(Records from a data source)
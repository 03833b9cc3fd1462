//! Date coercion and the `YYYY-MM-DD`-style mini-format.

use crate::spec::{FormatKind, FormatSpec};
use bindery_types::display_value;
use chrono::{DateTime, Datelike, Local, NaiveDate, NaiveDateTime, NaiveTime, TimeZone, Timelike};
use regex::{Captures, Regex};
use serde_json::Value;
use std::sync::LazyLock;

pub const DEFAULT_DATE_PATTERN: &str = "MM/DD/YYYY";
pub const DEFAULT_TIME_PATTERN: &str = "hh:mm A";
pub const DEFAULT_DATETIME_PATTERN: &str = "MM/DD/YYYY hh:mm A";

// Leftmost-first alternation: longer tokens must come before their prefixes.
// `[...]` is literal text and is emitted without the brackets.
static TOKEN_RE: LazyLock<Regex> = LazyLock::new(|| {
    Regex::new(r"\[[^\]]*\]|YYYY|YY|MM|M|DD|D|HH|H|hh|h|mm|m|ss|s|a|A")
        .expect("BUG: invalid TOKEN_RE regex literal")
});

const DATETIME_FORMATS: &[&str] = &[
    "%Y-%m-%dT%H:%M:%S%.f",
    "%Y-%m-%d %H:%M:%S%.f",
    "%Y-%m-%dT%H:%M",
    "%Y-%m-%d %H:%M",
];

const DATE_FORMATS: &[&str] = &["%Y-%m-%d", "%m/%d/%Y", "%Y/%m/%d"];

const TIME_FORMATS: &[&str] = &["%H:%M:%S%.f", "%H:%M"];

/// Coerces a value to a local date-time.
///
/// Accepts RFC 3339 strings (converted to local time), ISO-like date-times
/// without offset, bare dates (midnight), bare times (on 1970-01-01) and
/// numbers as epoch milliseconds.
pub fn to_datetime(value: &Value) -> Option<NaiveDateTime> {
    match value {
        Value::String(s) => parse_datetime_str(s.trim()),
        Value::Number(n) => {
            let millis = n.as_f64().filter(|m| m.is_finite())?;
            Local
                .timestamp_millis_opt(millis as i64)
                .single()
                .map(|dt| dt.naive_local())
        }
        _ => None,
    }
}

pub fn parse_datetime_str(s: &str) -> Option<NaiveDateTime> {
    if s.is_empty() {
        return None;
    }
    if let Ok(dt) = DateTime::parse_from_rfc3339(s) {
        return Some(dt.with_timezone(&Local).naive_local());
    }
    if let Some(dt) = DATETIME_FORMATS
        .iter()
        .find_map(|f| NaiveDateTime::parse_from_str(s, f).ok())
    {
        return Some(dt);
    }
    if let Some(date) = DATE_FORMATS
        .iter()
        .find_map(|f| NaiveDate::parse_from_str(s, f).ok())
    {
        return Some(date.and_time(NaiveTime::MIN));
    }
    TIME_FORMATS
        .iter()
        .find_map(|f| NaiveTime::parse_from_str(s, f).ok())
        .map(|time| NaiveDate::default().and_time(time))
}

/// Substitutes mini-format tokens in `pattern` with parts of `dt`. Letters
/// that must print as-is go in brackets: `[Due] DD.MM` gives `Due 05.03`.
pub fn apply_pattern(dt: &NaiveDateTime, pattern: &str) -> String {
    TOKEN_RE
        .replace_all(pattern, |caps: &Captures| {
            let hour12 = match dt.hour() % 12 {
                0 => 12,
                h => h,
            };
            match &caps[0] {
                "YYYY" => format!("{:04}", dt.year()),
                "YY" => format!("{:02}", dt.year().rem_euclid(100)),
                "MM" => format!("{:02}", dt.month()),
                "M" => dt.month().to_string(),
                "DD" => format!("{:02}", dt.day()),
                "D" => dt.day().to_string(),
                "HH" => format!("{:02}", dt.hour()),
                "H" => dt.hour().to_string(),
                "hh" => format!("{:02}", hour12),
                "h" => hour12.to_string(),
                "mm" => format!("{:02}", dt.minute()),
                "m" => dt.minute().to_string(),
                "ss" => format!("{:02}", dt.second()),
                "s" => dt.second().to_string(),
                "a" => (if dt.hour() < 12 { "am" } else { "pm" }).to_string(),
                "A" => (if dt.hour() < 12 { "AM" } else { "PM" }).to_string(),
                quoted if quoted.starts_with('[') => quoted[1..quoted.len() - 1].to_string(),
                other => other.to_string(),
            }
        })
        .into_owned()
}

/// Formats a value under a `date`, `time` or `datetime` spec. Values that
/// cannot be read as a date print as their plain string form.
pub fn format_temporal(value: &Value, spec: &FormatSpec) -> String {
    let pattern = spec.pattern().unwrap_or_else(|| {
        match spec.kind {
            FormatKind::Time => DEFAULT_TIME_PATTERN,
            FormatKind::DateTime => DEFAULT_DATETIME_PATTERN,
            _ => DEFAULT_DATE_PATTERN,
        }
        .to_string()
    });

    match to_datetime(value) {
        Some(dt) => apply_pattern(&dt, &pattern),
        None => {
            log::debug!("Value {} is not a date; printing it unformatted", value);
            display_value(value)
        }
    }
}

#[cfg(test)]
mod tests {
    use super::*;
    use serde_json::json;

    fn dt(s: &str) -> NaiveDateTime {
        parse_datetime_str(s).unwrap()
    }

    #[test]
    fn test_parse_common_shapes() {
        assert_eq!(dt("2024-03-05").to_string(), "2024-03-05 00:00:00");
        assert_eq!(dt("2024-03-05T14:07:09").to_string(), "2024-03-05 14:07:09");
        assert_eq!(dt("2024-03-05 14:07").to_string(), "2024-03-05 14:07:00");
        assert_eq!(dt("03/05/2024").to_string(), "2024-03-05 00:00:00");
        assert_eq!(dt("14:07:09").to_string(), "1970-01-01 14:07:09");
        assert!(parse_datetime_str("not a date").is_none());
        assert!(parse_datetime_str("").is_none());
    }

    #[test]
    fn test_apply_pattern_tokens() {
        let d = dt("2024-03-05T14:07:09");
        assert_eq!(apply_pattern(&d, "YYYY-MM-DD"), "2024-03-05");
        assert_eq!(apply_pattern(&d, "D/M/YY"), "5/3/24");
        assert_eq!(apply_pattern(&d, "HH:mm:ss"), "14:07:09");
        assert_eq!(apply_pattern(&d, "h:m:s a"), "2:7:9 pm");
        assert_eq!(apply_pattern(&d, "hh:mm A"), "02:07 PM");
        assert_eq!(apply_pattern(&dt("2024-03-05T00:30:00"), "h A"), "12 AM");
    }

    #[test]
    fn test_bracketed_text_is_literal() {
        let d = dt("2024-03-05T14:07:09");
        assert_eq!(apply_pattern(&d, "[Date:] DD.MM.YYYY"), "Date: 05.03.2024");
        assert_eq!(apply_pattern(&d, "YYYY[Y]MM"), "2024Y03");
        assert_eq!(apply_pattern(&d, "[]D"), "5");
        assert_eq!(apply_pattern(&d, "[open D"), "[open 5");
    }

    #[test]
    fn test_format_temporal_defaults_and_fallback() {
        let date = FormatSpec::new(FormatKind::Date);
        assert_eq!(format_temporal(&json!("2024-12-25"), &date), "12/25/2024");

        let time = FormatSpec::parse("time:HH:mm").unwrap();
        assert_eq!(format_temporal(&json!("2024-12-25T09:05:00"), &time), "09:05");

        let datetime = FormatSpec::new(FormatKind::DateTime);
        assert_eq!(
            format_temporal(&json!("2024-12-25T18:45:00"), &datetime),
            "12/25/2024 06:45 PM"
        );

        assert_eq!(format_temporal(&json!("soon"), &date), "soon");
        assert_eq!(format_temporal(&json!(true), &date), "true");
    }
}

To do: Find every line in the records above that contains the word "minute", and copy each one.

Response for this exercise:
                "mm" => format!("{:02}", dt.minute()),
                "m" => dt.minute().to_string(),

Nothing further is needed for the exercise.